→ **Exercise objective**
Work through the records that follow and return each line containing the word "oneshot".

Top of Material supplied

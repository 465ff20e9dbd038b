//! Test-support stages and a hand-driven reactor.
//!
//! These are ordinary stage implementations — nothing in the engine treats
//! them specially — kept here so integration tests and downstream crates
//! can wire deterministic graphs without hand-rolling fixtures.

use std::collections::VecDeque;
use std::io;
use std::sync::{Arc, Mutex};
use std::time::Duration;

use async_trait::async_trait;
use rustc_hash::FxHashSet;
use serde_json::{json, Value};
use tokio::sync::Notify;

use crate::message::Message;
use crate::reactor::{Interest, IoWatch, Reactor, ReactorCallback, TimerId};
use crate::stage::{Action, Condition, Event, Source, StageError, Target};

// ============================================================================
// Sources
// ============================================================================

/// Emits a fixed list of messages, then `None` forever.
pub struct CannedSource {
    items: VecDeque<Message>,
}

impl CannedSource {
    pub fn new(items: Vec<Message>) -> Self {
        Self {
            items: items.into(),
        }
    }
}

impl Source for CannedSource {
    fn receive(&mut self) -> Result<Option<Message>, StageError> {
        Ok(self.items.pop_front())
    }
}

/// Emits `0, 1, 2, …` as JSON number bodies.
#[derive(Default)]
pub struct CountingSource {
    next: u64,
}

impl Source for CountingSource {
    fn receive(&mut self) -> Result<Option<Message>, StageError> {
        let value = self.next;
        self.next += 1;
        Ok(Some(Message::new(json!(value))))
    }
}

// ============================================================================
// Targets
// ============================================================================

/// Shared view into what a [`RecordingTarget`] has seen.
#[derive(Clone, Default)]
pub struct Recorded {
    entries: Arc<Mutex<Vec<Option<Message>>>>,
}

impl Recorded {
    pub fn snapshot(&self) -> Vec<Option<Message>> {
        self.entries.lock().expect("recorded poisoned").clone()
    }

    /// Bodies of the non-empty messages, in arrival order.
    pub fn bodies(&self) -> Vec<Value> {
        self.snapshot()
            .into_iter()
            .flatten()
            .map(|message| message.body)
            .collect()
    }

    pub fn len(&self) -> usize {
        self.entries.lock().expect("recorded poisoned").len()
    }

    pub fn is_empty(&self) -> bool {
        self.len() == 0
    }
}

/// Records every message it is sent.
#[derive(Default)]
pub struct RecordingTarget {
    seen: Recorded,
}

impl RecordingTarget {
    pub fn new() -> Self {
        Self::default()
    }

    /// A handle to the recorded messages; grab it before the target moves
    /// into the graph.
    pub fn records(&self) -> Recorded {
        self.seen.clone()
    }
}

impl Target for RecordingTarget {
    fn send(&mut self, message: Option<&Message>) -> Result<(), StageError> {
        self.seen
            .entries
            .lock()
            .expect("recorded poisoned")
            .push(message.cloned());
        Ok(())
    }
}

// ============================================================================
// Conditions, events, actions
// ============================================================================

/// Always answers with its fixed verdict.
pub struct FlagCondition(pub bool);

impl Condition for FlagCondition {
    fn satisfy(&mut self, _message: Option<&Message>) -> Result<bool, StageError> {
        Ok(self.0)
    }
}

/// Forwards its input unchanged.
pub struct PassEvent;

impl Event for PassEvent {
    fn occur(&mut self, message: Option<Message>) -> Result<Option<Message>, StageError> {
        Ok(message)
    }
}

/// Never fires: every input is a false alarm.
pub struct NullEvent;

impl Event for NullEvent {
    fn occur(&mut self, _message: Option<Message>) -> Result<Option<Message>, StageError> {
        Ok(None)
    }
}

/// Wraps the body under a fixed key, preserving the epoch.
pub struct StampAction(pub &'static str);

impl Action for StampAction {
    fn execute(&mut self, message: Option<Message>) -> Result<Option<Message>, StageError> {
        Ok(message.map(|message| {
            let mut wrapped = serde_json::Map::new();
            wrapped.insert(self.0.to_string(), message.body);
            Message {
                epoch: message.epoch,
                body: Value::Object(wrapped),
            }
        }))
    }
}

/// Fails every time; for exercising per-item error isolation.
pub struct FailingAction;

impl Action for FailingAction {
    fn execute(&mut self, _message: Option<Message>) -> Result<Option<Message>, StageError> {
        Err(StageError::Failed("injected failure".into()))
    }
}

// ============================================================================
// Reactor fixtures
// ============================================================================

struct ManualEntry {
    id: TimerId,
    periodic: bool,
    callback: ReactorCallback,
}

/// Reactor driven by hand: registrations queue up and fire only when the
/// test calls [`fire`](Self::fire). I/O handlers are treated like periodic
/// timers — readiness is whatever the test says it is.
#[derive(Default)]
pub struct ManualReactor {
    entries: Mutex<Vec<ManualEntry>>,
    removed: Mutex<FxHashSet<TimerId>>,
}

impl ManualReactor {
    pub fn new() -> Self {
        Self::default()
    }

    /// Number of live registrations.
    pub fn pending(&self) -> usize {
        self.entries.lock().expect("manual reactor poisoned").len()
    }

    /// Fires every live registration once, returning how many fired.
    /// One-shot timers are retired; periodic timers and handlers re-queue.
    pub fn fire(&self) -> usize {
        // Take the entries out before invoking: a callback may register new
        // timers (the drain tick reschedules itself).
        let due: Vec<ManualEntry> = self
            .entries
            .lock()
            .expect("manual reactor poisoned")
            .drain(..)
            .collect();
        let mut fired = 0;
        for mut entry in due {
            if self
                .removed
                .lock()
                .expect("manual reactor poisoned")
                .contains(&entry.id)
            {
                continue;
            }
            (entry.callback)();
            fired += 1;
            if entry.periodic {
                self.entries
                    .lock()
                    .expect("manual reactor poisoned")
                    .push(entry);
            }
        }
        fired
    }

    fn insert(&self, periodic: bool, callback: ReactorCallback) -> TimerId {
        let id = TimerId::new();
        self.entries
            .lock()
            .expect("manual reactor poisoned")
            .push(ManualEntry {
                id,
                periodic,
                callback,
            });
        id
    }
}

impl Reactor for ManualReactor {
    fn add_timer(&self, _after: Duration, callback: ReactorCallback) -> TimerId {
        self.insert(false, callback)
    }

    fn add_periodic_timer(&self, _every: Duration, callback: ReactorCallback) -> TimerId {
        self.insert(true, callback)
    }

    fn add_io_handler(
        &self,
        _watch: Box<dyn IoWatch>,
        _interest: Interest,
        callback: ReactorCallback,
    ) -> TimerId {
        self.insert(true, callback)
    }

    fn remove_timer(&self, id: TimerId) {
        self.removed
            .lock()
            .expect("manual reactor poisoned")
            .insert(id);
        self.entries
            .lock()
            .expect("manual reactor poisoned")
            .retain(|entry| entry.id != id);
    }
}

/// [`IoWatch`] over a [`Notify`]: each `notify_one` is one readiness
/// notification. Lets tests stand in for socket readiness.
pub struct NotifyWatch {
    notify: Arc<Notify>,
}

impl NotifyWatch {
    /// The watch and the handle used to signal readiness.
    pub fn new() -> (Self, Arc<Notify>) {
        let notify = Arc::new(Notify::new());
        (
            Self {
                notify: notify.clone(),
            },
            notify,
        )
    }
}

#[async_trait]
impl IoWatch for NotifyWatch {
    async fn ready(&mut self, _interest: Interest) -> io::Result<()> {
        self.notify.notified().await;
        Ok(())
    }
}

Bottom of Material supplied
Top of Material supplied

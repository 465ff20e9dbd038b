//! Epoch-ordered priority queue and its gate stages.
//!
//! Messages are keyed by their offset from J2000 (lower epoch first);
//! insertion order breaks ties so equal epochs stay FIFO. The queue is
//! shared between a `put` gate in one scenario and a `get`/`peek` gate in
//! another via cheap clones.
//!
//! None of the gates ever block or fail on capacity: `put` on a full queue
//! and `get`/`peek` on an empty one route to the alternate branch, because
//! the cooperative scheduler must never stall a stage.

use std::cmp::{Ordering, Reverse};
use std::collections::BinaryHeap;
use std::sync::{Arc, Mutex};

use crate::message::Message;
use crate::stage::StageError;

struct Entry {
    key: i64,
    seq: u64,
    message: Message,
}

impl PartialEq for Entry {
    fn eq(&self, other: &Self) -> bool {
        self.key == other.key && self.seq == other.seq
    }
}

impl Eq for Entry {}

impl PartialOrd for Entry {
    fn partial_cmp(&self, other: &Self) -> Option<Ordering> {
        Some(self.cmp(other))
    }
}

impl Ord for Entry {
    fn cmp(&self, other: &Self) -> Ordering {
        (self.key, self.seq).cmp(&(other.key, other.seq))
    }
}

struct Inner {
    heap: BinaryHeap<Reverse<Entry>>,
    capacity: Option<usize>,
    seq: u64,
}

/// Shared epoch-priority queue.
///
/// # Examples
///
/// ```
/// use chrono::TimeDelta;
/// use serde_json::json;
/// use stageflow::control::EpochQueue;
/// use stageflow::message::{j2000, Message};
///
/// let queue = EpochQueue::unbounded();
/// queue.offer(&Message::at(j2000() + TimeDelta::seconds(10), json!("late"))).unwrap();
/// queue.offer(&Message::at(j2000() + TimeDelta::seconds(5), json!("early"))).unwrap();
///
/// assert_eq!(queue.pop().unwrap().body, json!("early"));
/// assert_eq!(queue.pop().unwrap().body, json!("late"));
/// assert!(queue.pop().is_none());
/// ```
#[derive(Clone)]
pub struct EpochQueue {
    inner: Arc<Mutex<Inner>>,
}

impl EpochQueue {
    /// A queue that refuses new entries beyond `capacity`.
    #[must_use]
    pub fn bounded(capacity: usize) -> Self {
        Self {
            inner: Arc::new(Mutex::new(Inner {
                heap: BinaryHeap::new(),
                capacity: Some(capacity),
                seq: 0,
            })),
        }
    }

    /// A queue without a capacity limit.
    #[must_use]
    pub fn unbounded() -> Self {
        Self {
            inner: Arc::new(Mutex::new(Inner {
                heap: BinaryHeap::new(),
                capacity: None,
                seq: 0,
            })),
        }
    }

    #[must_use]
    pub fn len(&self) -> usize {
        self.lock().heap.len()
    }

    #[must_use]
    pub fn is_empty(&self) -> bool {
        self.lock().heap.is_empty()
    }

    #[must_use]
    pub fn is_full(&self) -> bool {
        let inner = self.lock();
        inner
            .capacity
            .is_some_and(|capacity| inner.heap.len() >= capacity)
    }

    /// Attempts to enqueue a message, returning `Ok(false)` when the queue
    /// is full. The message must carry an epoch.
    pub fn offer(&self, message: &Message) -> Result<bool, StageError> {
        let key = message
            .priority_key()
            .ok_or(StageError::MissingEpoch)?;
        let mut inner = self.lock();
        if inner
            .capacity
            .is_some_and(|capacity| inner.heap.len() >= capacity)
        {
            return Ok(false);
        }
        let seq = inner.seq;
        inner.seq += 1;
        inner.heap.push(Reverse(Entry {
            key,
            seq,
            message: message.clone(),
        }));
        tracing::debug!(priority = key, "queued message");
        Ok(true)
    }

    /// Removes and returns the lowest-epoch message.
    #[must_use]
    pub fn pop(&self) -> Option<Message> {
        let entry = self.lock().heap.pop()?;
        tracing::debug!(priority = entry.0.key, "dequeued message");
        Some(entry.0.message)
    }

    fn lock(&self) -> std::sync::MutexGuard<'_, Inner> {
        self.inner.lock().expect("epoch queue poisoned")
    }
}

Bottom of Material supplied
Top of Material supplied

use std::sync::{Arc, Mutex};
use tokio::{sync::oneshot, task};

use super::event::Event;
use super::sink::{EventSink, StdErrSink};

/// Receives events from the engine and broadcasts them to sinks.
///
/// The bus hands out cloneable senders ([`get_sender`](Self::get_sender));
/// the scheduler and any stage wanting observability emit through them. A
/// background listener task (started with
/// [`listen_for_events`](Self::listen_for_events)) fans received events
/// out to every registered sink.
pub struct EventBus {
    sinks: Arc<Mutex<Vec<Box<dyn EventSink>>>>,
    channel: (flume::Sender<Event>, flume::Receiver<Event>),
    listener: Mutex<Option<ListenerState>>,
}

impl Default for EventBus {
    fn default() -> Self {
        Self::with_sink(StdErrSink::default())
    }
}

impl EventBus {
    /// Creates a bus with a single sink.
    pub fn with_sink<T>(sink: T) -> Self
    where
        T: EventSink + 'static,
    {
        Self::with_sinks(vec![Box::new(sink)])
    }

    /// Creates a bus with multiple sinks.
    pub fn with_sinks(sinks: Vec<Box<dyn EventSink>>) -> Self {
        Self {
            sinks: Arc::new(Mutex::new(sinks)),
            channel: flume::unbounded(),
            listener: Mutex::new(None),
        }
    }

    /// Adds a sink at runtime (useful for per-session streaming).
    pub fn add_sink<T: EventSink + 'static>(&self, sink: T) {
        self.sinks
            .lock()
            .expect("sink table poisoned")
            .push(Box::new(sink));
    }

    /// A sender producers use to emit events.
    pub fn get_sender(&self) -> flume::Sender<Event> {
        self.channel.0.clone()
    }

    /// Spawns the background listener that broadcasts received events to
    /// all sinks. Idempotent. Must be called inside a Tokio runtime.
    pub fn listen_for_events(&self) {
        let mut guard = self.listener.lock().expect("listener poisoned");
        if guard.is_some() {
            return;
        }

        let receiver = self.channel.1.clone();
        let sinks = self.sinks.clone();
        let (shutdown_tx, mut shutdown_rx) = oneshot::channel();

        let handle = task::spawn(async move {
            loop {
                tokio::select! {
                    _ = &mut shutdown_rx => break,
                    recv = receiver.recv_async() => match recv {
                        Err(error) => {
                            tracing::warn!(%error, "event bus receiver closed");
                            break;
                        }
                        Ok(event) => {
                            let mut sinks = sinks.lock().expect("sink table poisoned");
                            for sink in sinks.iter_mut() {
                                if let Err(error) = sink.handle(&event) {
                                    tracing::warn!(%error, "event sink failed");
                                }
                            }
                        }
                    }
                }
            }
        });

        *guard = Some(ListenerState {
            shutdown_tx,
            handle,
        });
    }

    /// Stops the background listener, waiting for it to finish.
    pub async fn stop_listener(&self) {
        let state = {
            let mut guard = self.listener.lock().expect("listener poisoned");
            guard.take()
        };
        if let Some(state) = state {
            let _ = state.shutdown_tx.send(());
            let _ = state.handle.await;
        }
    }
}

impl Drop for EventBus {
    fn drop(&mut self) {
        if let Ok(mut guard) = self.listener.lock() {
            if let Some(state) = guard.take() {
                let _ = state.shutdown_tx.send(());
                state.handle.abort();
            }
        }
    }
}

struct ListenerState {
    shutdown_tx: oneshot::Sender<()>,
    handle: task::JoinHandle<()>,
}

Bottom of Material supplied

→ **Answer to this exercise**
use tokio::{sync::oneshot, task};
        let (shutdown_tx, mut shutdown_rx) = oneshot::channel();
    shutdown_tx: oneshot::Sender<()>,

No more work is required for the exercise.